Our work was very much inspired by prior models and analyses, including notably this paper from @AndyPerfors. His work showed that a little bit of a parent's speech would be enough for a child to discover that language has hierarchical structure.
perfors.net/publication/pe…

(Hierarchical structure is the idea that sentences contain other units, even other sentences. The sentence "John doubted that I cooked lasagna" contains the sentence "I cooked lasagna." Hierarchy helps us express all kinds of complex ideas.)

The Perfors result matters because one of the key things language science does NOT know is whether rules and structures–like hierarchy–are innate in people. Perfors et al. showed it could be learned via Bayesian model comparison of possible grammars.

That work generated a lot of debate. A really interesting critique of the Perfors model was that a Bayesian model comparison between grammars builds in MORE because you have to "build in" additional grammars to compare. Here's Norbert Hornstein:

This critique trips you into wonderland: a learner who considers more options has to have more built in (i.e. the options). So the LEAST nativist theory would be building in just one grammar, universal grammar!

You might suspect something is wrong with this logic.

And you are right. The subtle mistake helped motivate our paper.

We illustrate it with Jorge Luis Borges's story, The Infinite Library. Borges imagines a library containing every *possible* book (all possible sequences of characters). His depiction is chilling and gorgeous.
maskofreason.files.wordpress.com/2011/02/the-li…

Here's a question: how much information does this library contain?

If it contains every possible book, the library must have infinite information, right?

In fact, the library doesn't contain much information at all. You can tell because I communicated its entire contents in less than a tweet: "all possible sequences of characters"

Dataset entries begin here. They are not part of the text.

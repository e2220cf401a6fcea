// src/application/commands/auth_commands.rs
//
// Sign-up, sign-in, sign-out

use crate::application::dto::{SessionDto, SignInDto, SignUpDto};
use crate::application::error_handling::{CommandResult, ErrorResponse};
use crate::application::state::AppState;
use crate::domain::user::Role;
use crate::services::SignUpRequest;

/// Create an account and start its session
pub async fn sign_up(state: &AppState, dto: SignUpDto) -> CommandResult<SessionDto> {
    let role = Role::parse(&dto.role)
        .ok_or_else(|| ErrorResponse::validation(format!("Unknown role '{}'", dto.role)))?;

    let session = state.auth_service.sign_up(SignUpRequest {
        email: dto.email,
        password: dto.password,
        role,
        username: dto.username,
    })?;

    state.session.begin(session.clone());
    Ok(SessionDto::from(session))
}

pub async fn sign_in(state: &AppState, dto: SignInDto) -> CommandResult<SessionDto> {
    let session = state.auth_service.sign_in(&dto.email, &dto.password)?;

    state.session.begin(session.clone());
    Ok(SessionDto::from(session))
}

/// Clearing an already empty session is not an error
pub async fn sign_out(state: &AppState) -> CommandResult<()> {
    if let Some(session) = state.session.end() {
        state.auth_service.sign_out(&session);
    }
    Ok(())
}

pub async fn current_session(state: &AppState) -> CommandResult<Option<SessionDto>> {
    Ok(state.session.current().map(SessionDto::from))
}

#[cfg(test)]
mod tests {
    use super::*;
    use crate::application::error_handling::ErrorType;
    use crate::config::AppConfig;

    fn sign_up_dto(email: &str, role: &str) -> SignUpDto {
        SignUpDto {
            email: email.to_string(),
            password: "secret1".to_string(),
            role: role.to_string(),
            username: None,
        }
    }

    #[tokio::test]
    async fn test_session_lifecycle() {
        let state = AppState::bootstrap(&AppConfig::in_memory()).unwrap();

        let created = sign_up(&state, sign_up_dto("ann@x.io", "Admin")).await.unwrap();
        assert_eq!(created.role, "admin");
        assert!(current_session(&state).await.unwrap().is_some());

        sign_out(&state).await.unwrap();
        assert!(current_session(&state).await.unwrap().is_none());

        let signed_in = sign_in(
            &state,
            SignInDto {
                email: "ann@x.io".to_string(),
                password: "secret1".to_string(),
            },
        )
        .await
        .unwrap();
        assert_eq!(signed_in.user_id, created.user_id);
        assert_eq!(signed_in.role, "admin");
    }

    #[tokio::test]
    async fn test_failed_sign_in_keeps_signed_out() {
        let state = AppState::bootstrap(&AppConfig::in_memory()).unwrap();

        let err = sign_in(
            &state,
            SignInDto {
                email: "nobody@x.io".to_string(),
                password: "secret1".to_string(),
            },
        )
        .await
        .unwrap_err();

        assert_eq!(err.error_type, ErrorType::Authentication);
        assert!(state.session.current().is_none());
    }

    #[tokio::test]
    async fn test_unknown_role_rejected() {
        let state = AppState::bootstrap(&AppConfig::in_memory()).unwrap();

        let err = sign_up(&state, sign_up_dto("bob@x.io", "superuser"))
            .await
            .unwrap_err();

        assert_eq!(err.error_type, ErrorType::Validation);
    }
}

The analogy for learning and innateness is to replace "all possible books" with "all possible computations." Learners who pick out the right target linguistic system out of all possible computations needn't have very much "built in" at all...

... because the space of "all possible computations" is easy/concise to describe. And it's useful not just for language, but for everything humans do. We simply know that people can represent and internalize complex computational processes.
cell.com/trends/cogniti…

This theory--that smart learners should understand the world by identifying what computations generated the data they see--is very old. There is work on induction by Solomonoff in the 1960s, and more recent theoretical work by Hutter.
en.wikipedia.org/wiki/Solomonof…

These kinds of learners just do what scientists do: they look at data and try to build a logical theory to explain it. They write their theory as a computer program, and can basically learn a theory of whatever they see.

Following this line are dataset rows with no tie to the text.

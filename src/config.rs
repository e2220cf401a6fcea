// src/config.rs
//
// Application configuration
//
// Defaults, overridden by an optional JSON file, overridden by environment:
// - RESCUEPAWS_DB_PATH          database file (":memory:" for a throwaway store)
// - RESCUEPAWS_POOL_SIZE        max pooled connections
// - RESCUEPAWS_BUSY_TIMEOUT_MS  SQLite busy timeout

use std::path::{Path, PathBuf};

use serde::Deserialize;

use crate::error::{AppError, AppResult};

pub const ENV_DB_PATH: &str = "RESCUEPAWS_DB_PATH";
pub const ENV_POOL_SIZE: &str = "RESCUEPAWS_POOL_SIZE";
pub const ENV_BUSY_TIMEOUT_MS: &str = "RESCUEPAWS_BUSY_TIMEOUT_MS";

const IN_MEMORY: &str = ":memory:";

/// Where the document store lives
#[derive(Debug, Clone, PartialEq, Eq)]
pub enum DatabaseLocation {
    File(PathBuf),
    /// Private to the pool; gone when the pool is dropped
    InMemory,
}

#[derive(Debug, Clone, Deserialize)]
pub struct AppConfig {
    /// Database file path; absent means the per-user data directory
    #[serde(default)]
    pub database_path: Option<PathBuf>,

    #[serde(default = "default_pool_max_size")]
    pub pool_max_size: u32,

    #[serde(default = "default_busy_timeout_ms")]
    pub busy_timeout_ms: u32,
}

fn default_pool_max_size() -> u32 {
    15
}

fn default_busy_timeout_ms() -> u32 {
    5000
}

impl Default for AppConfig {
    fn default() -> Self {
        Self {
            database_path: None,
            pool_max_size: default_pool_max_size(),
            busy_timeout_ms: default_busy_timeout_ms(),
        }
    }
}

impl AppConfig {
    /// Throwaway store, used by tests and previews
    pub fn in_memory() -> Self {
        Self {
            database_path: Some(PathBuf::from(IN_MEMORY)),
            ..Self::default()
        }
    }

    pub fn with_database_path(path: impl Into<PathBuf>) -> Self {
        Self {
            database_path: Some(path.into()),
            ..Self::default()
        }
    }

    /// Load from a JSON file; missing keys fall back to defaults
    pub fn from_json_file(path: &Path) -> AppResult<Self> {
        let raw = std::fs::read_to_string(path)?;
        let config: AppConfig = serde_json::from_str(&raw)?;
        config.validate()?;
        Ok(config)
    }

    /// Defaults with environment overrides applied
    pub fn from_env() -> AppResult<Self> {
        Self::default().apply_env()
    }

    pub fn apply_env(self) -> AppResult<Self> {
        self.apply_overrides(|key| std::env::var(key).ok())
    }

    /// Apply overrides from any key lookup (the environment in production)
    pub fn apply_overrides<F>(mut self, lookup: F) -> AppResult<Self>
    where
        F: Fn(&str) -> Option<String>,
    {
        if let Some(path) = lookup(ENV_DB_PATH) {
            self.database_path = Some(PathBuf::from(path));
        }
        if let Some(size) = lookup(ENV_POOL_SIZE) {
            self.pool_max_size = size.trim().parse().map_err(|_| {
                AppError::Other(format!("{} must be a positive integer, got '{}'", ENV_POOL_SIZE, size))
            })?;
        }
        if let Some(timeout) = lookup(ENV_BUSY_TIMEOUT_MS) {
            self.busy_timeout_ms = timeout.trim().parse().map_err(|_| {
                AppError::Other(format!(
                    "{} must be a non-negative integer, got '{}'",
                    ENV_BUSY_TIMEOUT_MS, timeout
                ))
            })?;
        }
        self.validate()?;
        Ok(self)
    }

    fn validate(&self) -> AppResult<()> {
        if self.pool_max_size == 0 {
            return Err(AppError::Other("Pool size must be at least 1".to_string()));
        }
        Ok(())
    }

    /// Resolve the configured location
    ///
    /// Without an explicit path the database goes to
    /// {APP_DATA}/rescuepaws/rescuepaws.db
    pub fn database_location(&self) -> AppResult<DatabaseLocation> {
        match &self.database_path {
            Some(path) if path.as_os_str() == IN_MEMORY => Ok(DatabaseLocation::InMemory),
            Some(path) => Ok(DatabaseLocation::File(path.clone())),
            None => default_database_path().map(DatabaseLocation::File),
        }
    }
}

fn default_database_path() -> AppResult<PathBuf> {
    let app_data_dir = dirs::data_dir()
        .ok_or_else(|| AppError::Other("Could not determine app data directory".to_string()))?;

    Ok(app_data_dir.join("rescuepaws").join("rescuepaws.db"))
}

Such powerful learning sounds contrary to "poverty of the stimulus" arguments in language acquisition. Those arguments generally say that the data kids see isn't enough to tell them the rules of language. This is a nice overview by Lisa Pearl:
ling.auf.net/lingbuzz/004646

@NickJChater

And, in fact, such powerful learning does negate many "poverty of the stimulus" arguments. In particular, @NickJChater and Vitanyi showed that learners could discover the rules of language just from observation, exactly as was claimed to be impossible.
sciencedirect.com/science/articl…

Our work is very much an implementation of Chater & Vitanyi's ideas. Implementation is what required us to build a fancy program induction library.

The results are cool: the model can not only learn key natural language patterns, but it can *construct* computational devices of differing levels of computational power, all out of a small set of assumed (programming) primitives -- just as good explanations of the data it sees.

But note that the model isn't TOLD beforehand to look for grammars or computations of a certain type. All it's told is to build something simple to explain what you see. This is why essentially the same model works in a lot of different domains, from arithmetic to kinship systems

These kinds of models and theories should inform linguistic theorizing. There are quite a few suspect arguments that are consistently made about language acquisition.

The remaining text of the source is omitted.